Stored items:
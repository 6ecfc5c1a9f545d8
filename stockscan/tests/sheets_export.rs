//! Google Sheets upload against a mock token endpoint and Sheets API.

use serde_json::{json, Value};
use std::path::PathBuf;
use stockscan::export::{ExportError, ServiceAccountKey, SheetsUploader};
use stockscan::metrics::Metric;
use stockscan::screener::{MetricSet, PassingRow};
use wiremock::matchers::{body_string_contains, header, method, path, query_param};
use wiremock::{Mock, MockServer, ResponseTemplate};

const SHEET_ID: &str = "1xYz-SHEET_id";
const TOKEN: &str = "ya29.test-token";

fn fixture(name: &str) -> PathBuf {
    PathBuf::from(env!("CARGO_MANIFEST_DIR"))
        .join("tests/fixtures")
        .join(name)
}

fn uploader(server: &MockServer) -> SheetsUploader {
    let mut key = ServiceAccountKey::from_file(&fixture("service_account.json")).unwrap();
    key.token_uri = format!("{}/token", server.uri());
    SheetsUploader::new(key).with_api_base(server.uri())
}

fn sheet_url() -> String {
    format!("https://docs.google.com/spreadsheets/d/{}/edit#gid=0", SHEET_ID)
}

fn rows() -> Vec<PassingRow> {
    vec![
        PassingRow {
            ticker: "HIGH".into(),
            metrics: MetricSet {
                pe: Metric::Value(9.0),
                ev_to_ebitda: Metric::Undefined,
                revenue_growth_pct: Metric::Value(14.0),
                eps_growth_pct: Metric::Value(22.5),
                sortino: Metric::Value(1.4),
                alpha: Metric::Value(0.08),
                croci_pct: Metric::Value(19.0),
            },
        },
        PassingRow {
            ticker: "LOW".into(),
            metrics: MetricSet {
                pe: Metric::Value(12.0),
                alpha: Metric::Value(0.01),
                ..MetricSet::default()
            },
        },
    ]
}

async fn mount_token(server: &MockServer) {
    Mock::given(method("POST"))
        .and(path("/token"))
        .and(body_string_contains("grant-type%3Ajwt-bearer"))
        .and(body_string_contains("assertion="))
        .respond_with(ResponseTemplate::new(200).set_body_json(json!({
            "access_token": TOKEN,
            "expires_in": 3599,
            "token_type": "Bearer"
        })))
        .mount(server)
        .await;
}

async fn mount_sheet_titles(server: &MockServer, titles: &[&str]) {
    let sheets: Vec<Value> = titles
        .iter()
        .map(|t| json!({ "properties": { "title": t } }))
        .collect();
    Mock::given(method("GET"))
        .and(path(meta_path()))
        .and(query_param("fields", "sheets.properties.title"))
        .respond_with(ResponseTemplate::new(200).set_body_json(json!({ "sheets": sheets })))
        .mount(server)
        .await;
}

fn meta_path() -> String {
    format!("/v4/spreadsheets/{}", SHEET_ID)
}

fn clear_path() -> String {
    format!("/v4/spreadsheets/{}/values/'Results':clear", SHEET_ID)
}

fn write_path() -> String {
    format!("/v4/spreadsheets/{}/values/'Results'!A1", SHEET_ID)
}

#[tokio::test]
async fn test_upload_clears_then_writes_rows() {
    let server = MockServer::start().await;
    mount_token(&server).await;
    mount_sheet_titles(&server, &["Results", "Archive"]).await;

    Mock::given(method("POST"))
        .and(path(clear_path()))
        .and(header("authorization", format!("Bearer {}", TOKEN).as_str()))
        .respond_with(ResponseTemplate::new(200).set_body_json(json!({})))
        .expect(1)
        .mount(&server)
        .await;

    Mock::given(method("PUT"))
        .and(path(write_path()))
        .and(query_param("valueInputOption", "RAW"))
        .and(header("authorization", format!("Bearer {}", TOKEN).as_str()))
        .respond_with(ResponseTemplate::new(200).set_body_json(json!({ "updatedRows": 3 })))
        .expect(1)
        .mount(&server)
        .await;

    let written = uploader(&server).upload(&sheet_url(), &rows()).await.unwrap();
    assert_eq!(written, 2);

    let requests = server.received_requests().await.unwrap();
    let paths: Vec<&str> = requests.iter().map(|r| r.url.path()).collect();
    assert_eq!(
        paths,
        vec!["/token".to_string(), meta_path(), clear_path(), write_path()]
    );

    let body: Value = serde_json::from_slice(&requests[3].body).unwrap();
    assert_eq!(body["range"], "'Results'!A1");
    assert_eq!(body["majorDimension"], "ROWS");

    let values = body["values"].as_array().unwrap();
    assert_eq!(values.len(), 3);
    assert_eq!(
        values[0],
        json!(["Ticker", "PE", "EV/EBITDA", "Rev YoY %", "EPS YoY %", "Sortino", "Alpha", "CROCI %"])
    );
    assert_eq!(values[1], json!(["HIGH", 9.0, "", 14.0, 22.5, 1.4, 0.08, 19.0]));
    assert_eq!(values[2][0], "LOW");
    assert_eq!(values[2][6], 0.01);
    assert_eq!(values[2][7], "");
}

#[tokio::test]
async fn test_forbidden_sheet_is_destination_error() {
    let server = MockServer::start().await;
    mount_token(&server).await;
    mount_sheet_titles(&server, &["Results"]).await;

    Mock::given(method("POST"))
        .and(path(clear_path()))
        .respond_with(ResponseTemplate::new(403).set_body_json(json!({
            "error": { "code": 403, "status": "PERMISSION_DENIED" }
        })))
        .mount(&server)
        .await;

    Mock::given(method("PUT"))
        .respond_with(ResponseTemplate::new(200))
        .expect(0)
        .mount(&server)
        .await;

    let err = uploader(&server).upload(&sheet_url(), &rows()).await.unwrap_err();

    match err {
        ExportError::Destination(msg) => {
            assert!(msg.contains("scanner@stockscan-test.iam.gserviceaccount.com"), "{}", msg)
        }
        other => panic!("expected destination error, got {:?}", other),
    }
}

#[tokio::test]
async fn test_missing_sheet_is_destination_error() {
    let server = MockServer::start().await;
    mount_token(&server).await;

    Mock::given(method("GET"))
        .and(path(meta_path()))
        .respond_with(ResponseTemplate::new(404))
        .mount(&server)
        .await;

    Mock::given(method("POST"))
        .respond_with(ResponseTemplate::new(200))
        .expect(0)
        .mount(&server)
        .await;

    let err = uploader(&server).upload(SHEET_ID, &rows()).await.unwrap_err();
    assert!(matches!(err, ExportError::Destination(_)));
}

#[tokio::test]
async fn test_spreadsheet_without_sheets_is_destination_error() {
    let server = MockServer::start().await;
    mount_token(&server).await;
    mount_sheet_titles(&server, &[]).await;

    let err = uploader(&server).upload(SHEET_ID, &rows()).await.unwrap_err();
    assert!(matches!(err, ExportError::Destination(msg) if msg.contains("no sheets")));
}

#[tokio::test]
async fn test_server_error_is_http_error() {
    let server = MockServer::start().await;
    mount_token(&server).await;
    mount_sheet_titles(&server, &["Results"]).await;

    Mock::given(method("POST"))
        .and(path(clear_path()))
        .respond_with(ResponseTemplate::new(200).set_body_json(json!({})))
        .mount(&server)
        .await;

    Mock::given(method("PUT"))
        .and(path(write_path()))
        .respond_with(ResponseTemplate::new(503).set_body_string("backend unavailable"))
        .mount(&server)
        .await;

    let err = uploader(&server).upload(&sheet_url(), &rows()).await.unwrap_err();
    assert!(matches!(err, ExportError::Http(msg) if msg.contains("backend unavailable")));
}

#[tokio::test]
async fn test_rejected_token_is_credentials_error() {
    let server = MockServer::start().await;

    Mock::given(method("POST"))
        .and(path("/token"))
        .respond_with(ResponseTemplate::new(400).set_body_json(json!({
            "error": "invalid_grant",
            "error_description": "Invalid JWT Signature."
        })))
        .mount(&server)
        .await;

    Mock::given(method("POST"))
        .and(path(clear_path()))
        .respond_with(ResponseTemplate::new(200))
        .expect(0)
        .mount(&server)
        .await;

    let err = uploader(&server).upload(&sheet_url(), &rows()).await.unwrap_err();
    assert!(matches!(err, ExportError::Credentials(msg) if msg.contains("invalid_grant")));
}

#[tokio::test]
async fn test_bad_sheet_url_sends_nothing() {
    let server = MockServer::start().await;

    let err = uploader(&server)
        .upload("https://example.com/not-a-sheet", &rows())
        .await
        .unwrap_err();

    assert!(matches!(err, ExportError::Destination(_)));
    assert!(server.received_requests().await.unwrap().is_empty());
}

#[test]
fn test_missing_credentials_file() {
    let err = ServiceAccountKey::from_file(&fixture("does_not_exist.json")).unwrap_err();
    assert!(matches!(err, ExportError::Credentials(_)));
}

## Assignment
Return, line for line and unchanged, the data from its first line through the line containing "use std::path::PathBuf;".

## Result
repository 6ecfc5c1a9f545d8
filename stockscan/tests/sheets_export.rs
//! Google Sheets upload against a mock token endpoint and Sheets API.

use serde_json::{json, Value};
use std::path::PathBuf;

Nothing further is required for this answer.